— BRIEF —
Nothing but a number should be given: how many lines of the records include "enum"?
Start of THE DATA
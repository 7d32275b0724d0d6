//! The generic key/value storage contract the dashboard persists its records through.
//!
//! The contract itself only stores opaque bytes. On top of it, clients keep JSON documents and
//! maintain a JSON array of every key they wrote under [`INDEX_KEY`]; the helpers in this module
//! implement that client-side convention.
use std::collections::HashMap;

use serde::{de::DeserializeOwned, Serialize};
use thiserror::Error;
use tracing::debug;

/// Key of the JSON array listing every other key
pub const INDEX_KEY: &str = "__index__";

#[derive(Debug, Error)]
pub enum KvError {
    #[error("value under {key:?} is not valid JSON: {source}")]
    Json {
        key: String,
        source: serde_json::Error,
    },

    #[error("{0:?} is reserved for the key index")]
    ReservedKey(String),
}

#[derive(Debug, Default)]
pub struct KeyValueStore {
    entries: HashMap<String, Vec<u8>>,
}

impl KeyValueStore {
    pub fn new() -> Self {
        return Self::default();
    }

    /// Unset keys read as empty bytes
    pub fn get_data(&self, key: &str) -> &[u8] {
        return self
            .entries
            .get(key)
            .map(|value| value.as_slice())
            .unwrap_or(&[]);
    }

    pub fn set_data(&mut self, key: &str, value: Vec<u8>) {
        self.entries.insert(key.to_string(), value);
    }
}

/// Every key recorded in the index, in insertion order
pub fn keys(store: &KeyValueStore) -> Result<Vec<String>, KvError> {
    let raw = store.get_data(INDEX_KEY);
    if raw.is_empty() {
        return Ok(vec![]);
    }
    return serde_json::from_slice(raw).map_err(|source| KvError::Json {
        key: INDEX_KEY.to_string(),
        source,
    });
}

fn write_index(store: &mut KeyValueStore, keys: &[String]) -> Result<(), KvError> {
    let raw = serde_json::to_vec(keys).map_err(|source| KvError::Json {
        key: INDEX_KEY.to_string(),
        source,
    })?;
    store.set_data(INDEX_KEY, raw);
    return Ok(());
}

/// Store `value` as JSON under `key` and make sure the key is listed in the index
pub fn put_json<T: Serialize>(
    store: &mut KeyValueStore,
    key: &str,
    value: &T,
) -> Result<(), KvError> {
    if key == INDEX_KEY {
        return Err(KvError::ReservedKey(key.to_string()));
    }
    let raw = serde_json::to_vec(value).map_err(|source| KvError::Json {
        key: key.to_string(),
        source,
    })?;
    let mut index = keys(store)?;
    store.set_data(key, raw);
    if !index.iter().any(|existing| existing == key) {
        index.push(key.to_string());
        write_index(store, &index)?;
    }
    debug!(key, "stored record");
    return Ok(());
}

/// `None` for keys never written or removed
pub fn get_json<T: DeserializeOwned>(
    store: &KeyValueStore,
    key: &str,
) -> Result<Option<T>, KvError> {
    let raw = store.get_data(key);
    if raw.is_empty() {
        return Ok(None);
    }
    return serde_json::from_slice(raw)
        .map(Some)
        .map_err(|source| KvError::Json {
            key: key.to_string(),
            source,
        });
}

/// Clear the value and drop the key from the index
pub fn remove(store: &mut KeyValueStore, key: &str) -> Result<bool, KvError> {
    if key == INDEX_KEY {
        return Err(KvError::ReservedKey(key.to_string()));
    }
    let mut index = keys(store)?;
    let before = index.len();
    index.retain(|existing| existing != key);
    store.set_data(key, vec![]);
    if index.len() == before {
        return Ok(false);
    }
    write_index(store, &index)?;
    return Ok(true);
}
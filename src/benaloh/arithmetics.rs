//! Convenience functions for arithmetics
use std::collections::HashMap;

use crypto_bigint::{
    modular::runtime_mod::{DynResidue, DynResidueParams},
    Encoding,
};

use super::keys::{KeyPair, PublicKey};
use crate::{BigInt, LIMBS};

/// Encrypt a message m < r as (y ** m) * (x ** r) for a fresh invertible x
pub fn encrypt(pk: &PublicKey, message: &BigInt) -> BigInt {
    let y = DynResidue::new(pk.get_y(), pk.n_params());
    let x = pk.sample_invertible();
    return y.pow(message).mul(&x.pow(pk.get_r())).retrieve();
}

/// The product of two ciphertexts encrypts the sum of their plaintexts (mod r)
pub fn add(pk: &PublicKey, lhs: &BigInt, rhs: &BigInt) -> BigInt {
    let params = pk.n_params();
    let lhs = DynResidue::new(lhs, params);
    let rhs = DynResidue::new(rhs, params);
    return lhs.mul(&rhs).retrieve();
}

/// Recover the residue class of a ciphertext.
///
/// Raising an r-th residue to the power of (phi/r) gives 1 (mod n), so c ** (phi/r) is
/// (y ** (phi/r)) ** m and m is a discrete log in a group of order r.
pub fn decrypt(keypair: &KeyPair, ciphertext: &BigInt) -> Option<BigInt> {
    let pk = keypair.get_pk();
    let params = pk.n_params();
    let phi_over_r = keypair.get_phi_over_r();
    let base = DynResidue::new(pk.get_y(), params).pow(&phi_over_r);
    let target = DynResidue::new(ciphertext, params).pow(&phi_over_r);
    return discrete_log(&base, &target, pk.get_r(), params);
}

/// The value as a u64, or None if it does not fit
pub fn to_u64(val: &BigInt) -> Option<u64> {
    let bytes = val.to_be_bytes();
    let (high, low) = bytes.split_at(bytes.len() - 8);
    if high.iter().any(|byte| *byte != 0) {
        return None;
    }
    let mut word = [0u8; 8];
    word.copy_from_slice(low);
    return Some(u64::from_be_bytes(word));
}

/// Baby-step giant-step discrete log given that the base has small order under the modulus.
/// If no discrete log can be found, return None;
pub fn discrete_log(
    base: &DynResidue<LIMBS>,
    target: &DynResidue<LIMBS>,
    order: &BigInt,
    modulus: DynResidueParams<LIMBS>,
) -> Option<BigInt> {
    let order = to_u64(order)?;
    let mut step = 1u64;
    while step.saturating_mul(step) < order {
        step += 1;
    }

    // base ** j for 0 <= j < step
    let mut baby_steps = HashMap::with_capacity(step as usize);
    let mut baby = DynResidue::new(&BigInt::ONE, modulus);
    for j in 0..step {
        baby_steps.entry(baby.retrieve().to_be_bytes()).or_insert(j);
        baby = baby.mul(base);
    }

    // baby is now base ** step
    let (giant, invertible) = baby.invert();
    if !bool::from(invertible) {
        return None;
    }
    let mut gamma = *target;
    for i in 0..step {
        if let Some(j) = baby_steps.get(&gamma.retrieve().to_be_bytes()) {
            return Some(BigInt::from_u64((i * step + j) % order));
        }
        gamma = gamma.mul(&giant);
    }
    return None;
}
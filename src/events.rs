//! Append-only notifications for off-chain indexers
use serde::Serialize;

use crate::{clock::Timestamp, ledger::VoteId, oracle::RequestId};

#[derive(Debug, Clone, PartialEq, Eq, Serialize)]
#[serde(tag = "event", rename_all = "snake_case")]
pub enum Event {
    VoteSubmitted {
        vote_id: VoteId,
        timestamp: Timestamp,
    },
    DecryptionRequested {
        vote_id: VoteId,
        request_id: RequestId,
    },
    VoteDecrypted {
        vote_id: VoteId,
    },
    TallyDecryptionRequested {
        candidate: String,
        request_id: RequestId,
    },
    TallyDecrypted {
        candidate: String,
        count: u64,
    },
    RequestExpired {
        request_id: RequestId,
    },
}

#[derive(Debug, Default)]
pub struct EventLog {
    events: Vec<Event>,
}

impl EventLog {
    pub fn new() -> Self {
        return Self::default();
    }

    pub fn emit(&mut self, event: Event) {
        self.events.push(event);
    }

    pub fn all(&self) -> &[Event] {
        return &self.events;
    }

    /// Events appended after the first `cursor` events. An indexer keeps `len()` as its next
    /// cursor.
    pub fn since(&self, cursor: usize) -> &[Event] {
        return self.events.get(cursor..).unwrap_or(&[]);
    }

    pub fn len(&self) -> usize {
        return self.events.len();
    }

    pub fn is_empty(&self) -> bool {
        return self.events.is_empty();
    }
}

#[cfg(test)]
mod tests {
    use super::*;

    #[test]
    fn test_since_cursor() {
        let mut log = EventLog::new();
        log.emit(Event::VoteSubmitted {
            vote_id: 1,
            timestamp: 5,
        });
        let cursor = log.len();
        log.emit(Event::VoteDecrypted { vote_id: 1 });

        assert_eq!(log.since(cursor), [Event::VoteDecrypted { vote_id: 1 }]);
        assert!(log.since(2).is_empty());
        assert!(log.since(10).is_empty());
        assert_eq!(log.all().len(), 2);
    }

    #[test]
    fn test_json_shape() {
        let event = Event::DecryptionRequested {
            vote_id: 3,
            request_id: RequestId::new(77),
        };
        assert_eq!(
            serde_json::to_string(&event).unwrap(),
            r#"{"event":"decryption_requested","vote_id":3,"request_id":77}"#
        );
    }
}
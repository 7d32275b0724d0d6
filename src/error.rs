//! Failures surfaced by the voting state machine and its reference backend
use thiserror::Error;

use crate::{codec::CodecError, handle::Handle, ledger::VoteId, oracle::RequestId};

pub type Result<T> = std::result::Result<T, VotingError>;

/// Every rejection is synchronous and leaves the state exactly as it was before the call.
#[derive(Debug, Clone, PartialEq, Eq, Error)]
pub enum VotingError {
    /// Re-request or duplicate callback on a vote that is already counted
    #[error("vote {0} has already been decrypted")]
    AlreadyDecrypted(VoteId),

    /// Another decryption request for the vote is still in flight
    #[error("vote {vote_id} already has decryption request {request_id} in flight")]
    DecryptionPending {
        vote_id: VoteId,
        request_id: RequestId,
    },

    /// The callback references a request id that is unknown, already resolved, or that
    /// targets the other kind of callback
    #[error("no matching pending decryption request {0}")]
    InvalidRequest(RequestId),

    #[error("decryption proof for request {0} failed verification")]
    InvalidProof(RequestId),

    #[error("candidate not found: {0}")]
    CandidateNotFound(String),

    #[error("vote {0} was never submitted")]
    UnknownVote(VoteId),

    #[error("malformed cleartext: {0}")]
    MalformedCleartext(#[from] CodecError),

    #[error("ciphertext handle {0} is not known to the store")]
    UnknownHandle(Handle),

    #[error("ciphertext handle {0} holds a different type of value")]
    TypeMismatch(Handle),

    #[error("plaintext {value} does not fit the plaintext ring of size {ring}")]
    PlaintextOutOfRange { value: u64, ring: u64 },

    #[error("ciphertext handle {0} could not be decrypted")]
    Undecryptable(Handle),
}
End of THE DATA
— EXERCISE RESULT —
3